Immigration also has moral virtues. Admitting more refugees, for example, is a relatively simple way to help people endangered by civil wars. Western nations do not know how to end Syria’s civil war, but they could easily admit more of the nearly 5 million people that have fled Syria. Settling 100,000 Syrians in the U.S. quickly, instead of 10,000 slowly, might require slightly less thoroughness in screening refugees, given the currently stringent U.S. screening procedures. But the humanitarian benefit would be far greater than anything the U.S. military is now doing in Syria.

The standard prescription to ward off overreacting to terrorism is political courage, where leaders are instructed to hold the line against fear-mongering. While mayor of New York City, Michael Bloomberg insisted people concerned by an especially absurd terrorist plot should “get a life” and focus on things more likely to kill them. President Barack Obama has recently reminded Americans that the threat of terrorism is hardly existential.

Still, we shouldn’t expect that much political courage. Democracy selects against it, usually long before a candidate gets a sniff of the White House. Whatever they said, neither Bloomberg nor Obama reliably resisted the allure of overwrought counterterrorism policies. Their comments are better taken to show what is possible without great courage: that leaders can get away with some honesty about terrorism’s risk.

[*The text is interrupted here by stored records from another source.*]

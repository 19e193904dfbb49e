//! HTTP client for the caniphish supply-chain scan API.
//!
//! This crate provides [`CaniphishClient`], which issues the scan request
//! under a [`RetryConfig`] policy and decodes the JSON object it returns.

#![doc(html_root_url = "https://docs.rs/caniphish-client/0.2.0")]

mod client;
mod config;

pub use caniphish_core::{CaniphishError, Result};
pub use client::{CaniphishClient, CaniphishClientBuilder, DEFAULT_ENDPOINT, DEFAULT_TIMEOUT};
pub use config::*;
//! Domain wrapper over the raw document: the two known array blocks of a
//! Laravel `config/app.php` and the entry shapes that live inside them.
//!
//! Providers block: `<indent>Fully\Qualified\Provider::class,` lines inside
//! `'providers' => [` ... `],`. Aliases block: `<indent>'Name' =>
//! Fully\Qualified\Facade::class,` lines inside `'aliases' => [` ... `],`.

use std::path::Path;

use regex::Regex;

use crate::block::{find_block, Block};
use crate::document::Document;
use crate::ordering::{insert_sorted, key_from_class, SortKey};
use crate::Result;

const CLOSE_LITERAL: &str = "],";
const DEFAULT_INDENT: &str = "        ";

/// A loaded `config/app.php` with provider/alias queries and sorted inserts.
pub struct AppConfig {
    doc: Document,
    providers_start: Regex,
    aliases_start: Regex,
    provider_entry: Regex,
    alias_entry: Regex,
}

impl AppConfig {
    pub fn load(path: &Path) -> Result<AppConfig> {
        Ok(Self::from_document(Document::load(path)?))
    }

    pub fn from_content(content: &str) -> AppConfig {
        Self::from_document(Document::from_content(content))
    }

    fn from_document(doc: Document) -> AppConfig {
        AppConfig {
            doc,
            providers_start: Regex::new(r"'providers'\s*=>\s*\[").unwrap(),
            aliases_start: Regex::new(r"'aliases'\s*=>\s*\[").unwrap(),
            // Match `Fully\Qualified\Name::class,` with optional leading slash
            provider_entry: Regex::new(
                r"^\s*\\?([A-Za-z_][A-Za-z0-9_]*(?:\\[A-Za-z_][A-Za-z0-9_]*)*)::class,",
            )
            .unwrap(),
            // Match `'Name' => Fully\Qualified\Name::class,`
            alias_entry: Regex::new(r"^\s*'([^']+)'\s*=>\s*\\?([A-Za-z0-9_\\]+)::class,").unwrap(),
        }
    }

    pub fn document(&self) -> &Document {
        &self.doc
    }

    pub fn serialize(&self) -> String {
        self.doc.serialize()
    }

    pub fn save(&self, path: &Path) -> Result<()> {
        self.doc.save(path)
    }

    fn providers_block(&self) -> Result<Block> {
        find_block(&self.doc, &self.providers_start, CLOSE_LITERAL)
    }

    fn aliases_block(&self) -> Result<Block> {
        find_block(&self.doc, &self.aliases_start, CLOSE_LITERAL)
    }

    /// Whether the file has a recognizable aliases block at all. Older or
    /// heavily customized config files may not; facade installation treats
    /// that as unsupported rather than an error.
    pub fn has_aliases_block(&self) -> bool {
        self.aliases_block().is_ok()
    }

    /// Is `class` registered in the providers block?
    pub fn has_provider(&self, class: &str) -> Result<bool> {
        let block = self.providers_block()?;
        let wanted = class.trim_start_matches('\\');
        for idx in block.interior() {
            if let Some(caps) = self.provider_entry.captures(self.doc.line(idx)) {
                if &caps[1] == wanted {
                    return Ok(true);
                }
            }
        }
        Ok(false)
    }

    /// Is the short alias `name` registered in the aliases block?
    pub fn has_alias(&self, name: &str) -> Result<bool> {
        let block = self.aliases_block()?;
        for idx in block.interior() {
            if let Some(caps) = self.alias_entry.captures(self.doc.line(idx)) {
                if &caps[1] == name {
                    return Ok(true);
                }
            }
        }
        Ok(false)
    }

    /// Insert `class` into the providers block at its sorted position,
    /// with optional heading lines (a comment) spliced in directly above
    /// it at the same indentation.
    pub fn insert_provider(&mut self, class: &str, heading: &[String]) -> Result<()> {
        let block = self.providers_block()?;
        let indent = self.entry_indent(&block, &self.provider_entry);
        let class = class.trim_start_matches('\\');

        let mut lines: Vec<String> = heading.iter().map(|h| format!("{indent}{h}")).collect();
        lines.push(format!("{indent}{class}::class,"));

        let key = key_from_class(class);
        let entry = self.provider_entry.clone();
        let extract = move |line: &str| -> Option<SortKey> {
            entry.captures(line).map(|c| key_from_class(&c[1]))
        };

        log::debug!("Registering provider {class} in providers block");
        insert_sorted(&mut self.doc, &block, &key, &lines, extract);
        Ok(())
    }

    /// Insert `'name' => class::class,` into the aliases block at its
    /// sorted position. Alias entries sort by their quoted short key.
    pub fn insert_alias(&mut self, name: &str, class: &str) -> Result<()> {
        let block = self.aliases_block()?;
        let indent = self.entry_indent(&block, &self.alias_entry);
        let class = class.trim_start_matches('\\');

        let lines = vec![format!("{indent}'{name}' => {class}::class,")];
        let key = vec![name.to_string()];
        let entry = self.alias_entry.clone();
        let extract = move |line: &str| -> Option<SortKey> {
            entry.captures(line).map(|c| vec![c[1].to_string()])
        };

        log::debug!("Registering alias {name} => {class} in aliases block");
        insert_sorted(&mut self.doc, &block, &key, &lines, extract);
        Ok(())
    }

    // Indentation of inserted lines follows the first existing entry in
    // the block; an empty block falls back to the conventional depth.
    fn entry_indent(&self, block: &Block, entry: &Regex) -> String {
        for idx in block.interior() {
            let line = self.doc.line(idx);
            if entry.is_match(line) {
                let trimmed = line.trim_start();
                return line[..line.len() - trimmed.len()].to_string();
            }
        }
        DEFAULT_INDENT.to_string()
    }
}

Thankfully, other solutions are available for the politically craven. One is to tweak the federal bureaucracy or budget process to heighten competition. If the Department of Homeland Security’s budget competed more directly with the Navy’s, or the Environmental Protection Agency’s, those agencies, along with their congressional backers, would have more interest in questioning wasteful counterterrorism measures.

Another solution is “security theater.” Leaders can manage public fear of terrorism by playing up relatively cheap responses—like minor aid to groups fighting the Islamic State or another effort to combat its social media campaigns. Better yet, they can emulate then-President Dwight Eisenhower’s response to the Cold War-era launch of the Soviet’s Sputnik satellite: Having failed to calm the U.S. public’s fears, Eisenhower decided to employ it for useful ends, like federal funding for scientific research through the National Science Foundation and NASA. These policies helped Eisenhower resist responses he thought overwrought, like a massive military buildup. Today, similar responses could include U.S. funding for Syrian refugee screening and resettlement abroad; increased aid for the relatively stable governments of neighboring countries in areas where terrorist groups like the Islamic State and al-Shabab operate; and greater medical capacity in major cities to respond to attacks.

Western nations, especially the U.S., are safe enough from terrorism to dream of eradicating its threat and rich enough to try. But the pursuit of total safety isn’t worth it. Leaders should try to explain that, but it is naïve to expect them to risk much in doing so. They are better off encouraging agencies to question terrorism’s danger while promoting a bit of security theater, which may often be ineffective at providing security but effective at stopping fear.

Benjamin H. Friedman is a research fellow in Defense and Homeland Security Studies at the Cato Institute.